<<<<
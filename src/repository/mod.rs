//! Repository layer for database operations
//!
//! Table repositories run their queries on a caller-supplied connection so a
//! service can group several calls into one transaction:
//!
//! ```ignore
//! let mut tx = repository.begin().await?;
//! let author = repository.authors.find_by_id(&mut tx, id).await?;
//! tx.commit().await?;
//! ```

pub mod authors;
pub mod books;
pub mod loans;
pub mod users;

use sqlx::{Pool, Postgres, Transaction};

use crate::error::AppResult;

/// Main repository struct holding database connection pool
#[derive(Clone)]
pub struct Repository {
    pub pool: Pool<Postgres>,
    pub authors: authors::AuthorsRepository,
    pub books: books::BooksRepository,
    pub users: users::UsersRepository,
    pub loans: loans::LoansRepository,
}

impl Repository {
    /// Create a new repository with the given database pool
    pub fn new(pool: Pool<Postgres>) -> Self {
        Self {
            pool,
            authors: authors::AuthorsRepository,
            books: books::BooksRepository,
            users: users::UsersRepository,
            loans: loans::LoansRepository,
        }
    }

    /// Open the transaction that scopes one request's work.
    ///
    /// Dropping it without `commit` rolls everything back.
    pub async fn begin(&self) -> AppResult<Transaction<'static, Postgres>> {
        Ok(self.pool.begin().await?)
    }

    /// Round-trip to the database, used by the readiness probe
    pub async fn ping(&self) -> AppResult<()> {
        sqlx::query("SELECT 1").execute(&self.pool).await?;
        Ok(())
    }
}
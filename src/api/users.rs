//! User management endpoints

use axum::{
    extract::State,
    http::StatusCode,
    Json,
};

use crate::{
    error::AppResult,
    models::user::{UserRequest, UserResponse},
    AppState,
};

use super::{ApiPath, ValidatedJson};

/// List all users
#[utoipa::path(
    get,
    path = "/api/usuarios",
    tag = "usuarios",
    responses(
        (status = 200, description = "All users", body = Vec<UserResponse>)
    )
)]
pub async fn list_users(State(state): State<AppState>) -> AppResult<Json<Vec<UserResponse>>> {
    let users = state.services.users.list_users().await?;
    Ok(Json(users))
}

/// Get user details by ID
#[utoipa::path(
    get,
    path = "/api/usuarios/{id}",
    tag = "usuarios",
    params(
        ("id" = i64, Path, description = "User ID")
    ),
    responses(
        (status = 200, description = "User details", body = UserResponse),
        (status = 404, description = "User not found", body = crate::error::ErrorResponse)
    )
)]
pub async fn get_user(
    State(state): State<AppState>,
    ApiPath(id): ApiPath<i64>,
) -> AppResult<Json<UserResponse>> {
    let user = state.services.users.get_user(id).await?;
    Ok(Json(user))
}

/// Create a new user
#[utoipa::path(
    post,
    path = "/api/usuarios",
    tag = "usuarios",
    request_body = UserRequest,
    responses(
        (status = 201, description = "User created", body = UserResponse),
        (status = 400, description = "Invalid input", body = crate::error::ErrorResponse),
        (status = 409, description = "Email already in use", body = crate::error::ErrorResponse)
    )
)]
pub async fn create_user(
    State(state): State<AppState>,
    ValidatedJson(request): ValidatedJson<UserRequest>,
) -> AppResult<(StatusCode, Json<UserResponse>)> {
    let created = state.services.users.create_user(request).await?;
    Ok((StatusCode::CREATED, Json(created)))
}

/// Replace an existing user
#[utoipa::path(
    put,
    path = "/api/usuarios/{id}",
    tag = "usuarios",
    params(
        ("id" = i64, Path, description = "User ID")
    ),
    request_body = UserRequest,
    responses(
        (status = 200, description = "User updated", body = UserResponse),
        (status = 400, description = "Invalid input", body = crate::error::ErrorResponse),
        (status = 404, description = "User not found", body = crate::error::ErrorResponse),
        (status = 409, description = "Email already in use", body = crate::error::ErrorResponse)
    )
)]
pub async fn update_user(
    State(state): State<AppState>,
    ApiPath(id): ApiPath<i64>,
    ValidatedJson(request): ValidatedJson<UserRequest>,
) -> AppResult<Json<UserResponse>> {
    let updated = state.services.users.update_user(id, request).await?;
    Ok(Json(updated))
}

/// Delete a user and their loans
#[utoipa::path(
    delete,
    path = "/api/usuarios/{id}",
    tag = "usuarios",
    params(
        ("id" = i64, Path, description = "User ID")
    ),
    responses(
        (status = 204, description = "User deleted"),
        (status = 404, description = "User not found", body = crate::error::ErrorResponse)
    )
)]
pub async fn delete_user(
    State(state): State<AppState>,
    ApiPath(id): ApiPath<i64>,
) -> AppResult<StatusCode> {
    state.services.users.delete_user(id).await?;
    Ok(StatusCode::NO_CONTENT)
}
>>>>
Exercise: Select every line of the records holding the string "filename".

Your solution:
filename src/repository/mod.rs
filename src/api/users.rs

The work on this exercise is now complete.